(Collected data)
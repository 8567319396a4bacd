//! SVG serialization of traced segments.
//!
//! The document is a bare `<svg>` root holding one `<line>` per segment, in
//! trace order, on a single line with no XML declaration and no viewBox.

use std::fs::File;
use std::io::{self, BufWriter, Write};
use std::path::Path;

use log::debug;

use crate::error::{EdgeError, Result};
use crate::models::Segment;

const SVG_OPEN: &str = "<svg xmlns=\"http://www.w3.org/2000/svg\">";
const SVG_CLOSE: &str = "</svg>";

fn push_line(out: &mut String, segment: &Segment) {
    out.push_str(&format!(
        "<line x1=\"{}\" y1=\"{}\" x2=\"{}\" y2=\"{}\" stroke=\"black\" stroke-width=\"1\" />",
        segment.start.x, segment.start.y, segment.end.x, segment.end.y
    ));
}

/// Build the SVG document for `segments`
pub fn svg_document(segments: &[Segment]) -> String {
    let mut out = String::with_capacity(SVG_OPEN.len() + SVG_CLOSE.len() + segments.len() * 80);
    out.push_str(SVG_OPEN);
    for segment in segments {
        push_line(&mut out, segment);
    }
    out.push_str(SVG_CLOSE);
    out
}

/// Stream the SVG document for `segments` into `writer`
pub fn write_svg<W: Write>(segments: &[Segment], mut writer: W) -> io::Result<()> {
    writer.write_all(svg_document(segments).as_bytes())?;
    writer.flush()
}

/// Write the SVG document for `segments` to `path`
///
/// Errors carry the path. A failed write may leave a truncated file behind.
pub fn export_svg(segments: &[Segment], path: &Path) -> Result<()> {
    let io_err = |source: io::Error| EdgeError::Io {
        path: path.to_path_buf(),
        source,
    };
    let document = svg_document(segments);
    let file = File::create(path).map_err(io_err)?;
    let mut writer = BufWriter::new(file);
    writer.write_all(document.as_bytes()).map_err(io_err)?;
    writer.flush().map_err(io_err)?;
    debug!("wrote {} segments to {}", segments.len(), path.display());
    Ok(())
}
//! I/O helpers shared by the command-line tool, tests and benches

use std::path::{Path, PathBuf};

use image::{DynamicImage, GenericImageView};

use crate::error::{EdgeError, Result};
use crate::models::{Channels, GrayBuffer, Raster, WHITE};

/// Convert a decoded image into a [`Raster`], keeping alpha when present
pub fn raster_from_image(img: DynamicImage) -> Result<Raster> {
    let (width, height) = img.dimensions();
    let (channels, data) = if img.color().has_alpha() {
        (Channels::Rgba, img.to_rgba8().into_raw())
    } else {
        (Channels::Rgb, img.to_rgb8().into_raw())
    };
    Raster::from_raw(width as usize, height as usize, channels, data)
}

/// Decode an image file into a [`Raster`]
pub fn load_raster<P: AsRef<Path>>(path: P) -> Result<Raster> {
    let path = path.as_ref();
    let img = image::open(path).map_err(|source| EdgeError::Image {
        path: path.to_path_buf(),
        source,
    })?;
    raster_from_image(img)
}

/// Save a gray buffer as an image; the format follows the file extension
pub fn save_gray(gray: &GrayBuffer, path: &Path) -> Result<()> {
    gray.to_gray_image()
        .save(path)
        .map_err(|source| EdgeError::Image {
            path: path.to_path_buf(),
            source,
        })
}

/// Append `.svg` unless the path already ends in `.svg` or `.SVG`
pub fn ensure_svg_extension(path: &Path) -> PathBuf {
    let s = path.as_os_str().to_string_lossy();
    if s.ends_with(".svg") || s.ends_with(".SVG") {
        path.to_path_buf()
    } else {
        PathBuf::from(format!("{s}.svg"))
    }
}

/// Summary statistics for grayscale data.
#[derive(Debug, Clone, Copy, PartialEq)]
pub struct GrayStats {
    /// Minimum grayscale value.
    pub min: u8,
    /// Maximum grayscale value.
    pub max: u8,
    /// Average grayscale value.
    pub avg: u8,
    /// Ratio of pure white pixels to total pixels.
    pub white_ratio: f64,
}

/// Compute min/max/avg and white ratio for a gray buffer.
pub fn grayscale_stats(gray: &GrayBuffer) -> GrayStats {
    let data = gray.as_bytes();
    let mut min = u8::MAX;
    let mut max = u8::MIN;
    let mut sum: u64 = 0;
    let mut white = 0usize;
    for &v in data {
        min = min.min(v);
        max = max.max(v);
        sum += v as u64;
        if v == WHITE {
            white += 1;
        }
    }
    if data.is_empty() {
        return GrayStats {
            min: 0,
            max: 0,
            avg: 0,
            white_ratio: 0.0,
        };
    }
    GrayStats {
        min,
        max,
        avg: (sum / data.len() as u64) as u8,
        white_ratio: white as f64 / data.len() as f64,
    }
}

---

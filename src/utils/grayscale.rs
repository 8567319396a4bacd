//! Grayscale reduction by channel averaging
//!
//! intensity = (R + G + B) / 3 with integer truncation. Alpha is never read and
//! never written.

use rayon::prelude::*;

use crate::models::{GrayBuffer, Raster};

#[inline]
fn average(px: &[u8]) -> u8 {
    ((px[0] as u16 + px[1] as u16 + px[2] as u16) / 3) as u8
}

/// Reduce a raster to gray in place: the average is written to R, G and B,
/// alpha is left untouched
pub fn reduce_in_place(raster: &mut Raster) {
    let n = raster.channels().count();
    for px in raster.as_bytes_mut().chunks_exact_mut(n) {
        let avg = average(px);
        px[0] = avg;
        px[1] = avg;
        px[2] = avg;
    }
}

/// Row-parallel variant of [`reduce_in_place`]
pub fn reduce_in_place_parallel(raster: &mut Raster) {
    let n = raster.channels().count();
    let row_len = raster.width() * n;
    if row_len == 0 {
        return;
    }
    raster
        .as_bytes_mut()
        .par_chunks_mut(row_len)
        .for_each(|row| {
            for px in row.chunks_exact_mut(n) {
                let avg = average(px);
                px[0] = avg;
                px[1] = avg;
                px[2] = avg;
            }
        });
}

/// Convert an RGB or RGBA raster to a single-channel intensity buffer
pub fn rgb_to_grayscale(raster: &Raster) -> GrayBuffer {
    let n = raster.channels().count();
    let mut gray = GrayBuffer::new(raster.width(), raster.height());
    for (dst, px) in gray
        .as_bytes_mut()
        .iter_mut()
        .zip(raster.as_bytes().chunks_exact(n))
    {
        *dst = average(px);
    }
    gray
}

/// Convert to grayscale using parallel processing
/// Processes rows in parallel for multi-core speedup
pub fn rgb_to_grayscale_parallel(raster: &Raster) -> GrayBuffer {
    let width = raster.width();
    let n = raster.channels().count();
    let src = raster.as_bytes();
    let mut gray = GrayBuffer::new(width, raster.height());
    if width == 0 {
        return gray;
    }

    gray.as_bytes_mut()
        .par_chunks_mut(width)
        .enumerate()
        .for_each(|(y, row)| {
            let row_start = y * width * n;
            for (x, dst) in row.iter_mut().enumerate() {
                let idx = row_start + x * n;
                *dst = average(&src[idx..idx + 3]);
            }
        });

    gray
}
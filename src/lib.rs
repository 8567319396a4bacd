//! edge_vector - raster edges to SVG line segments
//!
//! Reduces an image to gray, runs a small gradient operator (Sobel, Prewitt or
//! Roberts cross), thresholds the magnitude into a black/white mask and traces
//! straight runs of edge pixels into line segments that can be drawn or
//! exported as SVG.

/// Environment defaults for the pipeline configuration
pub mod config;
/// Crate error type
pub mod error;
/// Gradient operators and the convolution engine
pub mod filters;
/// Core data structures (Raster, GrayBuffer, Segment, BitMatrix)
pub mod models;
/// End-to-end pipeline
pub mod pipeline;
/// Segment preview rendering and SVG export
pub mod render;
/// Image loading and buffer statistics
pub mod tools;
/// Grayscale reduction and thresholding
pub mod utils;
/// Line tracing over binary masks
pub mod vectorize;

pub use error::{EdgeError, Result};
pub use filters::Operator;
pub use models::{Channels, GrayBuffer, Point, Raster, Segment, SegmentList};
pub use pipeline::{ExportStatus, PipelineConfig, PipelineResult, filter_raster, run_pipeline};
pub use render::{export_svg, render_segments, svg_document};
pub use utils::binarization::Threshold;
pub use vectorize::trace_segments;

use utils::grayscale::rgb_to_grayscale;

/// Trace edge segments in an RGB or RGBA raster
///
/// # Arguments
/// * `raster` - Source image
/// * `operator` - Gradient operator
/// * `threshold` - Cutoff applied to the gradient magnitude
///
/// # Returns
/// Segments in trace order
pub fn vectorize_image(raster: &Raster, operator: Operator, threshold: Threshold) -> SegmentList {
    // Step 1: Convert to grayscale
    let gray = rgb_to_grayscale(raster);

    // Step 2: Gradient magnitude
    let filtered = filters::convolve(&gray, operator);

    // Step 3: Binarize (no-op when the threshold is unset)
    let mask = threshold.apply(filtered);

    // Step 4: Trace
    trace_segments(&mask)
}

→ ACTIVITY
Each line above that holds the string "filtered" should be copied and shown.

→ RESULT OF THIS EXERCISE
    let filtered = filters::convolve(&gray, operator);
    let mask = threshold.apply(filtered);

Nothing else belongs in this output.